I try not to deal in absolutes, anymore. It's (almost) all up for trade, depending on my personal values. Every interaction is a potential negotiation. We rely on norms to streamline them, but can choose when not to. A simple "no" works if you are providing enough value, but you don't get too many of those, and it's a very unsophisticated strategy. You can get much more for that same emotional withdrawal, if you are tactful.
I wouldn't walk out the door over khakis. I might wear dark jeans and ignore the dress code, unless a client is around. I do this with shoes, sneakers have been my business casual for a long time.
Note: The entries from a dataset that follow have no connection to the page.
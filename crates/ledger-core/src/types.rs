//! # Domain Types
//!
//! Core domain types used throughout the discount ledger.
//!
//! ## Type Hierarchy
//! ```text
//! ┌─────────────────────────────────────────────────────────────────────────┐
//! │                         Domain Types                                    │
//! │                                                                         │
//! │  ┌─────────────────────┐   ┌─────────────────┐   ┌─────────────────┐   │
//! │  │      Discount       │   │  DiscountType   │   │  ApplicableTo   │   │
//! │  │  ─────────────────  │   │  ─────────────  │   │  ─────────────  │   │
//! │  │  id (UUID)          │   │  Percentage     │   │  AllProducts    │   │
//! │  │  code (business)    │   │  FixedAmount    │   │  Specific…      │   │
//! │  │  store_id (owner)   │   └─────────────────┘   └─────────────────┘   │
//! │  │  valid_from/to      │                                                │
//! │  │  usage_count/limit  │   ┌─────────────────┐   ┌─────────────────┐   │
//! │  │  total_discount     │   │  CallerContext  │   │  PageRequest    │   │
//! │  └─────────────────────┘   │  role, store_id │   │  page, limit    │   │
//! │                            └─────────────────┘   └─────────────────┘   │
//! └─────────────────────────────────────────────────────────────────────────┘
//! ```
//!
//! ## Dual-Key Identity Pattern
//! Every discount has:
//! - `id`: UUID v4 - immutable, used for lookups and usage accounting
//! - `code`: what the cashier types at checkout, unique per store

use chrono::{DateTime, Utc};
use serde::{Deserialize, Serialize};
use ts_rs::TS;

use crate::money::{Money, BPS_PER_PERCENT, BPS_SCALE};
use crate::{DEFAULT_PAGE_LIMIT, MAX_PAGE_LIMIT};

// =============================================================================
// Discount Type
// =============================================================================

/// How a discount's `value` is interpreted.
///
/// ## Units
/// ```text
///              caller sends / receives     stored in Discount::value
/// Percentage   percent, 0..=100 (10.5)     basis points (1050)
/// FixedAmount  whole cents (500)           cents (500)
/// ```
#[derive(Debug, Clone, Copy, PartialEq, Eq, Hash, Serialize, Deserialize, TS)]
#[cfg_attr(feature = "sqlx", derive(sqlx::Type))]
#[cfg_attr(feature = "sqlx", sqlx(rename_all = "SCREAMING_SNAKE_CASE"))]
#[ts(export)]
#[serde(rename_all = "SCREAMING_SNAKE_CASE")]
pub enum DiscountType {
    Percentage,
    FixedAmount,
}

impl DiscountType {
    /// Wire name, as stored in the database and sent over JSON.
    pub const fn as_str(&self) -> &'static str {
        match self {
            DiscountType::Percentage => "PERCENTAGE",
            DiscountType::FixedAmount => "FIXED_AMOUNT",
        }
    }

    /// Every accepted wire name.
    pub fn allowed() -> Vec<String> {
        vec![
            DiscountType::Percentage.as_str().to_string(),
            DiscountType::FixedAmount.as_str().to_string(),
        ]
    }

    /// Caller-facing value of stored `units`: percent for percentage
    /// discounts (1050 → 10.5), cents for fixed amounts.
    ///
    /// The inverse, with its range checks, is
    /// [`value_to_units`](crate::validation::value_to_units).
    pub fn value_from_units(self, units: i64) -> f64 {
        match self {
            DiscountType::Percentage => units as f64 / BPS_PER_PERCENT as f64,
            DiscountType::FixedAmount => units as f64,
        }
    }
}
impl DiscountRepository {
    /// Creates a new DiscountRepository.
    pub fn new(pool: SqlitePool) -> Self {
        DiscountRepository { pool }
    }

    /// Lists discounts, newest first.
    ///
    /// `rowid` breaks ties between rows created in the same instant so
    /// repeated reads return the same order.
    pub async fn list(
        &self,
        scope: &StoreScope,
        filter: &DiscountFilter,
    ) -> DbResult<Vec<Discount>> {
        let (all_stores, store_id) = scope.as_sql_params();

        debug!(
            ?scope,
            is_active = ?filter.is_active,
            discount_type = ?filter.discount_type,
            page = filter.page.page,
            limit = filter.page.limit,
            "Listing discounts"
        );

        let sql = format!(
            r#"
            SELECT {}
            FROM discounts
            WHERE (?1 OR store_id = ?2)
              AND (?3 IS NULL OR is_active = ?3)
              AND (?4 IS NULL OR discount_type = ?4)
            ORDER BY created_at DESC, rowid DESC
            LIMIT ?5 OFFSET ?6
            "#,
            COLUMNS
        );

        let rows = sqlx::query_as::<_, DiscountRow>(&sql)
            .bind(all_stores)
            .bind(store_id)
            .bind(filter.is_active)
            .bind(filter.discount_type)
            .bind(i64::from(filter.page.limit))
            .bind(i64::from(filter.page.offset()))
            .fetch_all(&self.pool)
            .await?;

        let discounts = into_discounts(rows)?;
        debug!(count = discounts.len(), "List returned discounts");
        Ok(discounts)
    }

    /// Lists discounts that are flagged active and whose window contains `now`.
    ///
    /// Timestamps are stored as RFC 3339 UTC text, so the window check
    /// compares strings.
    pub async fn list_active(
        &self,
        scope: &StoreScope,
        now: DateTime<Utc>,
        page: PageRequest,
    ) -> DbResult<Vec<Discount>> {
        let (all_stores, store_id) = scope.as_sql_params();

        debug!(?scope, %now, page = page.page, limit = page.limit, "Listing active discounts");

        let sql = format!(
            r#"
            SELECT {}
            FROM discounts
            WHERE (?1 OR store_id = ?2)
              AND is_active = 1
              AND valid_from <= ?3
              AND valid_to >= ?3
            ORDER BY created_at DESC, rowid DESC
            LIMIT ?4 OFFSET ?5
            "#,
            COLUMNS
        );

        let rows = sqlx::query_as::<_, DiscountRow>(&sql)
            .bind(all_stores)
            .bind(store_id)
            .bind(now)
            .bind(i64::from(page.limit))
            .bind(i64::from(page.offset()))
            .fetch_all(&self.pool)
            .await?;

        into_discounts(rows)
    }

    /// Gets a discount by id within `scope`.
    ///
    /// ## Returns
    /// * `Ok(Some(discount))` - Discount found and visible
    /// * `Ok(None)` - Absent, or owned by a store outside the scope
    pub async fn get_by_id(&self, scope: &StoreScope, id: &str) -> DbResult<Option<Discount>> {
        let (all_stores, store_id) = scope.as_sql_params();

        debug!(id = %id, ?scope, "Getting discount by ID");

        let sql = format!(
            "SELECT {} FROM discounts WHERE id = ?1 AND (?2 OR store_id = ?3)",
            COLUMNS
        );

        let row = sqlx::query_as::<_, DiscountRow>(&sql)
            .bind(id)
            .bind(all_stores)
            .bind(store_id)
            .fetch_optional(&self.pool)
            .await?;

        row.map(Discount::try_from).transpose()
    }

    /// Gets a discount by code within `scope`.
    ///
    /// Codes are unique per store, so across several stores the oldest
    /// match wins.
    pub async fn get_by_code(&self, scope: &StoreScope, code: &str) -> DbResult<Option<Discount>> {
        let (all_stores, store_id) = scope.as_sql_params();

        debug!(code = %code, ?scope, "Getting discount by code");

        let sql = format!(
            r#"
            SELECT {}
            FROM discounts
            WHERE code = ?1 AND (?2 OR store_id = ?3)
            ORDER BY created_at ASC, rowid ASC
            LIMIT 1
            "#,
            COLUMNS
        );

        let row = sqlx::query_as::<_, DiscountRow>(&sql)
            .bind(code)
            .bind(all_stores)
            .bind(store_id)
            .fetch_optional(&self.pool)
            .await?;

        row.map(Discount::try_from).transpose()
    }

    /// Inserts a new discount.
    ///
    /// ## Errors
    /// * `DbError::UniqueViolation` - code already used in this store
    pub async fn insert(&self, discount: &Discount) -> DbResult<()> {
        debug!(id = %discount.id, code = %discount.code, store_id = %discount.store_id, "Inserting discount");

        let products = encode_ids(&discount.products)?;
        let categories = encode_ids(&discount.categories)?;

        sqlx::query(
            r#"
            INSERT INTO discounts (
                id, store_id, name, code, description, discount_type, value,
                min_purchase_cents, applicable_to, products, categories,
                valid_from, valid_to, is_active, usage_limit, usage_count,
                total_discount_cents, created_at, updated_at
            ) VALUES (?1, ?2, ?3, ?4, ?5, ?6, ?7, ?8, ?9, ?10, ?11, ?12, ?13, ?14, ?15, ?16, ?17, ?18, ?19)
            "#,
        )
        .bind(&discount.id)
        .bind(&discount.store_id)
        .bind(&discount.name)
        .bind(&discount.code)
        .bind(&discount.description)
        .bind(discount.discount_type)
        .bind(discount.value)
        .bind(discount.min_purchase_cents)
        .bind(discount.applicable_to)
        .bind(products)
        .bind(categories)
        .bind(discount.valid_from)
        .bind(discount.valid_to)
        .bind(discount.is_active)
        .bind(discount.usage_limit)
        .bind(discount.usage_count)
        .bind(discount.total_discount.cents())
        .bind(discount.created_at)
        .bind(discount.updated_at)
        .execute(&self.pool)
        .await?;

        Ok(())
    }

    /// Writes the editable fields of `discount` back, within `scope`.
    ///
    /// `usage_count`, `total_discount_cents` and `store_id` are never
    /// written here, so an update cannot undo a concurrent increment.
    ///
    /// ## Errors
    /// * `DbError::NotFound` - nothing matched the id within scope
    /// * `DbError::CheckViolation` - `usage_limit` would fall below a
    ///   count that moved since the caller read it
    pub async fn update_fields(&self, scope: &StoreScope, discount: &Discount) -> DbResult<Discount> {
        let (all_stores, store_id) = scope.as_sql_params();

        debug!(id = %discount.id, ?scope, "Updating discount");

        let products = encode_ids(&discount.products)?;
        let categories = encode_ids(&discount.categories)?;

        let sql = format!(
            r#"
            UPDATE discounts SET
                name = ?1,
                code = ?2,
                description = ?3,
                discount_type = ?4,
                value = ?5,
                min_purchase_cents = ?6,
                applicable_to = ?7,
                products = ?8,
                categories = ?9,
                valid_from = ?10,
                valid_to = ?11,
                is_active = ?12,
                usage_limit = ?13,
                updated_at = ?14
            WHERE id = ?15 AND (?16 OR store_id = ?17)
            RETURNING {}
            "#,
            COLUMNS
        );

        let row = sqlx::query_as::<_, DiscountRow>(&sql)
            .bind(&discount.name)
            .bind(&discount.code)
            .bind(&discount.description)
            .bind(discount.discount_type)
            .bind(discount.value)
            .bind(discount.min_purchase_cents)
            .bind(discount.applicable_to)
            .bind(products)
            .bind(categories)
            .bind(discount.valid_from)
            .bind(discount.valid_to)
            .bind(discount.is_active)
            .bind(discount.usage_limit)
            .bind(discount.updated_at)
            .bind(&discount.id)
            .bind(all_stores)
            .bind(store_id)
            .fetch_optional(&self.pool)
            .await?;

        match row {
            Some(row) => Discount::try_from(row),
            None => Err(DbError::not_found("Discount", &discount.id)),
        }
    }

    /// Flips `is_active` in one statement.
    pub async fn toggle_active(
        &self,
        scope: &StoreScope,
        id: &str,
        now: DateTime<Utc>,
    ) -> DbResult<Option<Discount>> {
        let (all_stores, store_id) = scope.as_sql_params();

        debug!(id = %id, ?scope, "Toggling discount");

        let sql = format!(
            r#"
            UPDATE discounts
            SET is_active = NOT is_active, updated_at = ?1
            WHERE id = ?2 AND (?3 OR store_id = ?4)
            RETURNING {}
            "#,
            COLUMNS
        );

        let row = sqlx::query_as::<_, DiscountRow>(&sql)
            .bind(now)
            .bind(id)
            .bind(all_stores)
            .bind(store_id)
            .fetch_optional(&self.pool)
            .await?;

        row.map(Discount::try_from).transpose()
    }

    /// Deletes a discount within `scope`.
    ///
    /// ## Errors
    /// * `DbError::NotFound` - nothing matched the id within scope
    pub async fn delete(&self, scope: &StoreScope, id: &str) -> DbResult<()> {
        let (all_stores, store_id) = scope.as_sql_params();

        debug!(id = %id, ?scope, "Deleting discount");

        let result = sqlx::query("DELETE FROM discounts WHERE id = ?1 AND (?2 OR store_id = ?3)")
            .bind(id)
            .bind(all_stores)
            .bind(store_id)
            .execute(&self.pool)
            .await?;

        if result.rows_affected() == 0 {
            return Err(DbError::not_found("Discount", id));
        }

        Ok(())
    }

    /// Records one usage of a discount and adds `amount` to its total.
    ///
    /// ## How It Works
    /// One guarded `UPDATE ... RETURNING`:
    /// - the row must be in scope
    /// - `usage_limit` must be unset or above `usage_count`
    /// - the accumulator must have room for `amount`
    ///
    /// ## Returns
    /// * `Ok(Some(discount))` - the row after the increment
    /// * `Ok(None)` - no row updated; nothing changed. The caller reads
    ///   the row again to tell "absent" from "exhausted".
    pub async fn increment_usage(
        &self,
        scope: &StoreScope,
        id: &str,
        amount: Money,
        now: DateTime<Utc>,
    ) -> DbResult<Option<Discount>> {
        let (all_stores, store_id) = scope.as_sql_params();

        debug!(id = %id, ?scope, amount = amount.cents(), "Incrementing discount usage");

        let sql = format!(
            r#"
            UPDATE discounts
            SET usage_count = usage_count + 1,
                total_discount_cents = total_discount_cents + ?1,
                updated_at = ?2
            WHERE id = ?3
              AND (?4 OR store_id = ?5)
              AND (usage_limit IS NULL OR usage_count < usage_limit)
              AND total_discount_cents <= ?6
            RETURNING {}
            "#,
            COLUMNS
        );

        let row = sqlx::query_as::<_, DiscountRow>(&sql)
            .bind(amount.cents())
            .bind(now)
            .bind(id)
            .bind(all_stores)
            .bind(store_id)
            .bind(i64::MAX.saturating_sub(amount.cents()))
            .fetch_optional(&self.pool)
            .await?;

        row.map(Discount::try_from).transpose()
    }
}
Taking something more offensive, like a daily stand up, departure could be on the table. Not just that I don't like them, but they can come with an immature agile practice, implemented by a weak manager. FU money gives backing to challenge it aggressively, with the confidence to be fired or leave if needed. Doing that effectively is part of the fun. Some examples:
Positive - you get at what the purpose of the meeting is (collaboration?, status meeting with a fancy name?, fear of being uninformed?), introduce alternatives that serve it better (slack channels, async standup, virtual team board with leading metrics, etc.) Persuade others who agree with you to provide support for these tools, making the meeting redundant. Maybe you have to "give" the ideas to the person who introduced or runs the stand ups, if they are particularly narcissistic.
Negative - After getting at the purpose of the meeting, you undermine it within cultural norms, making it an obvious barrier to value. Tactfully build support within your peers (self managing team, remember) to do the same. Report meaningless tasks with too little detail (to be efficient). Or use too much detail (to be clear). Raise non-technical blockers that are endemic to the organization and extremely difficult to solve. Anchor on them, running your scrum master. Engage in tangents to get or give help. Ask the guy who won't shut up a quick question. Arrive a couple minutes late. Bring treats. Schedule conflicting meetings with "important" stakeholders having constrained schedules. Mention the meeting to a difficult stakeholder, who relishes a set daily time they can corner everyone. Come in a little earlier than the meeting, when working on something "high value", forget to attend, complain it is breaking flow, get approval to email updates instead.
In my experience, while the negative approach is fun to think about, if you understand things well enough to pull it off, you can make the positive approach work. The positive approach builds better relationships, which sets you up for even more effective negotiations in the future.